Google Vertex AI (Gemini) bills fine-tuning at approximately $3.00 per 1M training tokens.7 From Gemini 3 onward, the tuned endpoint prediction price is 1.5x the base inference rate. Older Gemini model fine-tunes bill at the same rate as the base.
Together AI offers open-source 7B training at approximately $0.48 per 1M tokens, which is currently the cheapest managed path for open-weight models.
The per-token math for a typical 7B supervised fine-tuning run:
- Assume 50,000 training examples at an average of 512 tokens each, which is 25.6M training tokens.
- At Together AI rates ($0.48 per 1M), training cost is approximately $12.29.
- At Vertex AI rates ($3.00 per 1M), training cost is approximately $76.80.
- At OpenAI GPT-4o rates ($25 per 1M), training cost is approximately $640.

Training token cost is not the dominant cost. The real budget goes to data labeling, dataset curation, evaluation, and the ongoing inference hosting. In my experience the surrounding pipeline (data prep, labeling, evaluation, monitoring) costs 5 to 10x the raw training compute.

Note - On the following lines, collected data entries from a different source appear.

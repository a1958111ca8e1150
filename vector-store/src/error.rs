//! Error types for vector store clients.

use thiserror::Error;

/// Result type alias for vector store operations.
pub type Result<T> = std::result::Result<T, VectorStoreError>;

/// Errors that can occur while talking to a vector store.
#[derive(Error, Debug)]
pub enum VectorStoreError {
    /// The store could not be reached.
    #[error("vector store unreachable: {0}")]
    Connection(String),

    /// The named collection does not exist.
    #[error("collection '{0}' not found")]
    CollectionNotFound(String),

    /// Vector length does not match the collection.
    #[error("dimension mismatch: collection expects {expected}, got {actual}")]
    DimensionMismatch { expected: usize, actual: usize },

    /// The store answered with a non-success status.
    #[error("vector store request failed ({status}): {body}")]
    Api { status: u16, body: String },

    /// The store answered with something we could not interpret.
    #[error("invalid response: {0}")]
    InvalidResponse(String),

    /// Serialization error.
    #[error("serialization error: {0}")]
    Serialization(#[from] serde_json::Error),

    /// HTTP error.
    #[error("http error: {0}")]
    Http(reqwest::Error),
}

impl From<reqwest::Error> for VectorStoreError {
    fn from(err: reqwest::Error) -> Self {
        if err.is_connect() || err.is_timeout() {
            Self::Connection(err.to_string())
        } else {
            Self::Http(err)
        }
    }
}
//! Passage and collection types shared by all clients.

use std::collections::BTreeMap;

use docchat_embeddings::Embedding;
use serde::{Deserialize, Serialize};

/// An indexed unit of document text.
#[derive(Debug, Clone, PartialEq, Serialize, Deserialize)]
pub struct Passage {
    /// Point identifier in the store.
    pub id: String,

    /// Raw passage text.
    pub text: String,

    /// Source details written at ingestion (file name, page label, ...).
    #[serde(default)]
    pub metadata: BTreeMap<String, String>,
}

impl Passage {
    /// Create a passage without metadata.
    pub fn new(id: impl Into<String>, text: impl Into<String>) -> Self {
        Self {
            id: id.into(),
            text: text.into(),
            metadata: BTreeMap::new(),
        }
    }

    /// Attach a metadata entry.
    pub fn with_metadata(mut self, key: impl Into<String>, value: impl Into<String>) -> Self {
        self.metadata.insert(key.into(), value.into());
        self
    }
}

/// A passage together with its stored vector, as written by ingestion.
#[derive(Debug, Clone, Serialize, Deserialize)]
pub struct PassageRecord {
    pub passage: Passage,
    pub embedding: Embedding,
}

/// A passage paired with a relevance score.
///
/// The score is vector similarity when produced by a store and the
/// cross-encoder score once reranked.
#[derive(Debug, Clone, PartialEq, Serialize, Deserialize)]
pub struct ScoredPassage {
    pub passage: Passage,
    pub score: f32,
}

impl ScoredPassage {
    pub fn new(passage: Passage, score: f32) -> Self {
        Self { passage, score }
    }

    /// Passage text.
    pub fn text(&self) -> &str {
        &self.passage.text
    }
}

/// Distance metric a collection was built with.
#[derive(Debug, Clone, Copy, PartialEq, Eq, Serialize, Deserialize)]
pub enum Distance {
    Cosine,
    Dot,
    Euclid,
    Manhattan,
}

/// Description of a stored collection.
#[derive(Debug, Clone, PartialEq, Serialize, Deserialize)]
pub struct CollectionInfo {
    /// Collection name.
    pub name: String,

    /// Vector dimensionality every point shares.
    pub dimension: usize,

    /// Similarity metric.
    pub distance: Distance,

    /// Number of stored points, when the store reports it.
    pub points_count: Option<u64>,
}
#[derive(Debug, Deserialize)]
struct ScoredPoint {
    id: PointId,
    score: f32,
    #[serde(default)]
    payload: Option<Map<String, Value>>,
}

#[derive(Debug, Clone, Serialize, Deserialize)]
#[serde(untagged)]
enum PointId {
    Num(u64),
    Uuid(String),
}

impl PointId {
    fn from_str_lossless(id: &str) -> Self {
        id.parse::<u64>().map_or_else(|_| Self::Uuid(id.to_string()), Self::Num)
    }
}

impl std::fmt::Display for PointId {
    fn fmt(&self, f: &mut std::fmt::Formatter<'_>) -> std::fmt::Result {
        match self {
            Self::Num(n) => write!(f, "{n}"),
            Self::Uuid(s) => f.write_str(s),
        }
    }
}

#[cfg(test)]
mod tests {
    use super::*;
    use pretty_assertions::assert_eq;
    use wiremock::matchers::{body_partial_json, header, method, path};
    use wiremock::{Mock, MockServer, ResponseTemplate};

    fn ok(result: Value) -> ResponseTemplate {
        ResponseTemplate::new(200).set_body_json(serde_json::json!({
            "result": result,
            "status": "ok",
            "time": 0.001
        }))
    }

    #[tokio::test]
    async fn test_list_and_exists() {
        let server = MockServer::start().await;
        Mock::given(method("GET"))
            .and(path("/collections"))
            .respond_with(ok(serde_json::json!({
                "collections": [{"name": "chat_with_docs"}, {"name": "other"}]
            })))
            .mount(&server)
            .await;

        let client = QdrantClient::new(server.uri());
        let names = client.list_collections().await.unwrap();

        assert_eq!(
            names.into_iter().collect::<Vec<_>>(),
            vec!["chat_with_docs".to_string(), "other".to_string()]
        );
        assert!(client.exists("chat_with_docs").await.unwrap());
        assert!(!client.exists("missing").await.unwrap());
    }

    #[tokio::test]
    async fn test_api_key_header_is_sent() {
        let server = MockServer::start().await;
        Mock::given(method("GET"))
            .and(path("/collections"))
            .and(header("api-key", "secret"))
            .respond_with(ok(serde_json::json!({ "collections": [] })))
            .expect(1)
            .mount(&server)
            .await;

        let client = QdrantClient::new(server.uri()).with_api_key("secret");
        assert!(client.list_collections().await.unwrap().is_empty());
    }

    #[tokio::test]
    async fn test_describe_single_vector_collection() {
        let server = MockServer::start().await;
        Mock::given(method("GET"))
            .and(path("/collections/chat_with_docs"))
            .respond_with(ok(serde_json::json!({
                "status": "green",
                "points_count": 42,
                "config": {"params": {"vectors": {"size": 1024, "distance": "Cosine"}}}
            })))
            .mount(&server)
            .await;

        let info = QdrantClient::new(server.uri())
            .describe("chat_with_docs")
            .await
            .unwrap();

        assert_eq!(
            info,
            CollectionInfo {
                name: "chat_with_docs".to_string(),
                dimension: 1024,
                distance: Distance::Cosine,
                points_count: Some(42),
            }
        );
    }

    #[tokio::test]
    async fn test_describe_named_vectors_requires_choice() {
        let server = MockServer::start().await;
        Mock::given(method("GET"))
            .and(path("/collections/multi"))
            .respond_with(ok(serde_json::json!({
                "config": {"params": {"vectors": {
                    "dense": {"size": 384, "distance": "Dot"},
                    "title": {"size": 768, "distance": "Cosine"}
                }}}
            })))
            .mount(&server)
            .await;

        let err = QdrantClient::new(server.uri())
            .describe("multi")
            .await
            .unwrap_err();
        assert!(matches!(err, VectorStoreError::InvalidResponse(_)));

        let info = QdrantClient::new(server.uri())
            .with_vector_name("dense")
            .describe("multi")
            .await
            .unwrap();
        assert_eq!(info.dimension, 384);
        assert_eq!(info.distance, Distance::Dot);
    }

    #[tokio::test]
    async fn test_describe_missing_collection() {
        let server = MockServer::start().await;
        Mock::given(method("GET"))
            .and(path("/collections/chat_with_docs"))
            .respond_with(ResponseTemplate::new(404).set_body_json(serde_json::json!({
                "status": {"error": "Not found: Collection `chat_with_docs` doesn't exist!"}
            })))
            .mount(&server)
            .await;

        let err = QdrantClient::new(server.uri())
            .describe("chat_with_docs")
            .await
            .unwrap_err();
        assert!(matches!(err, VectorStoreError::CollectionNotFound(name) if name == "chat_with_docs"));
    }

    #[tokio::test]
    async fn test_search_reads_llamaindex_payloads() {
        let server = MockServer::start().await;
        let node = serde_json::json!({"id_": "n1", "text": "On June 14, 2017 the board met."});
        Mock::given(method("POST"))
            .and(path("/collections/chat_with_docs/points/search"))
            .and(body_partial_json(serde_json::json!({"limit": 15, "with_payload": true})))
            .respond_with(ok(serde_json::json!([
                {
                    "id": "6f1c2b9e-0000-4000-8000-000000000001",
                    "score": 0.91,
                    "payload": {
                        "_node_content": node.to_string(),
                        "file_name": "minutes_page_3.pdf",
                        "page_label": 3
                    }
                },
                {"id": 7, "score": 0.52, "payload": {"text": "plain text payload"}}
            ])))
            .mount(&server)
            .await;

        let hits = QdrantClient::new(server.uri())
            .query("chat_with_docs", &[0.1, 0.2], 15)
            .await
            .unwrap();

        assert_eq!(hits.len(), 2);
        assert_eq!(hits[0].passage.id, "6f1c2b9e-0000-4000-8000-000000000001");
        assert_eq!(hits[0].text(), "On June 14, 2017 the board met.");
        assert_eq!(
            hits[0].passage.metadata.get("file_name").map(String::as_str),
            Some("minutes_page_3.pdf")
        );
        assert_eq!(
            hits[0].passage.metadata.get("page_label").map(String::as_str),
            Some("3")
        );
        assert_eq!(hits[1].passage.id, "7");
        assert_eq!(hits[1].text(), "plain text payload");
    }

    #[tokio::test]
    async fn test_search_named_vector_body() {
        let server = MockServer::start().await;
        Mock::given(method("POST"))
            .and(path("/collections/docs/points/search"))
            .and(body_partial_json(serde_json::json!({
                "vector": {"name": "dense", "vector": [1.0]}
            })))
            .respond_with(ok(serde_json::json!([])))
            .expect(1)
            .mount(&server)
            .await;

        let hits = QdrantClient::new(server.uri())
            .with_vector_name("dense")
            .query("docs", &[1.0], 3)
            .await
            .unwrap();
        assert!(hits.is_empty());
    }

    #[tokio::test]
    async fn test_sole_named_vector_is_used_for_search() {
        let server = MockServer::start().await;
        Mock::given(method("GET"))
            .and(path("/collections/chat_with_docs"))
            .respond_with(ok(serde_json::json!({
                "config": {"params": {"vectors": {
                    "text-dense": {"size": 2, "distance": "Cosine"}
                }}}
            })))
            .mount(&server)
            .await;
        Mock::given(method("POST"))
            .and(path("/collections/chat_with_docs/points/search"))
            .and(body_partial_json(serde_json::json!({
                "vector": {"name": "text-dense", "vector": [0.6, 0.8]}
            })))
            .respond_with(ok(serde_json::json!([
                {"id": 1, "score": 0.9, "payload": {"text": "dense hit"}}
            ])))
            .expect(1)
            .mount(&server)
            .await;

        let client = QdrantClient::new(server.uri());
        let info = client.describe("chat_with_docs").await.unwrap();
        assert_eq!(info.dimension, 2);

        let hits = client
            .query("chat_with_docs", &[0.6, 0.8], 5)
            .await
            .unwrap();
        assert_eq!(hits.len(), 1);
        assert_eq!(hits[0].text(), "dense hit");
    }

    #[tokio::test]
    async fn test_upsert_writes_points() {
        let server = MockServer::start().await;
        Mock::given(method("PUT"))
            .and(path("/collections/docs/points"))
            .and(body_partial_json(serde_json::json!({
                "points": [{"id": 1, "vector": [0.5, 0.5], "payload": {"text": "hello", "file_name": "a.pdf"}}]
            })))
            .respond_with(ok(serde_json::json!({"operation_id": 1, "status": "completed"})))
            .expect(1)
            .mount(&server)
            .await;

        let record = PassageRecord {
            passage: Passage::new("1", "hello").with_metadata("file_name", "a.pdf"),
            embedding: vec![0.5, 0.5],
        };
        QdrantClient::new(server.uri())
            .upsert("docs", vec![record])
            .await
            .unwrap();
    }

    #[tokio::test]
    async fn test_unreachable_store_is_connection_error() {
        let err = QdrantClient::new("http://127.0.0.1:9")
            .list_collections()
            .await
            .unwrap_err();
        assert!(matches!(err, VectorStoreError::Connection(_)));
    }

    #[test]
    fn test_extract_text_prefers_configured_key() {
        let mut payload = Map::new();
        payload.insert("body".to_string(), Value::String("from body".to_string()));
        payload.insert(
            NODE_CONTENT_KEY.to_string(),
            Value::String(r#"{"text": "from node"}"#.to_string()),
        );

        assert_eq!(extract_text(&payload, "body"), "from body");
        assert_eq!(extract_text(&payload, "text"), "from node");
        assert_eq!(extract_text(&Map::new(), "text"), "");
    }
}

When Fine-Tuning Beats RAG, and When It Doesn't

RAG outperforms fine-tuning for up-to-date or frequently changing knowledge, because fine-tuning bakes knowledge into weights at training time.8 If your facts change weekly, re-indexing a vector store is cheap. Retraining is not. RAG also gives you citable, auditable outputs, so you can trace which retrieved chunk produced a given answer. Fine-tuning gives you none of that.
Fine-tuning wins in a narrower set of cases. Here's the honest split.
Use fine-tuning when:
- The output format is highly structured (JSON schema, specific templates) and prompt engineering keeps drifting.
- The domain reasoning pattern is stable and unlikely to change, like medical coding, legal clause extraction, or financial instrument classification.
- Query volume is high enough to amortize upfront training cost through lower per-query inference latency and cost.
Use RAG when:
- Facts change faster than you can retrain, like product catalogs, news, or support knowledge bases.
- You need auditability, the ability to cite which source produced a given answer.
- You're still exploring the task. RAG lets you iterate on your knowledge base without touching model weights.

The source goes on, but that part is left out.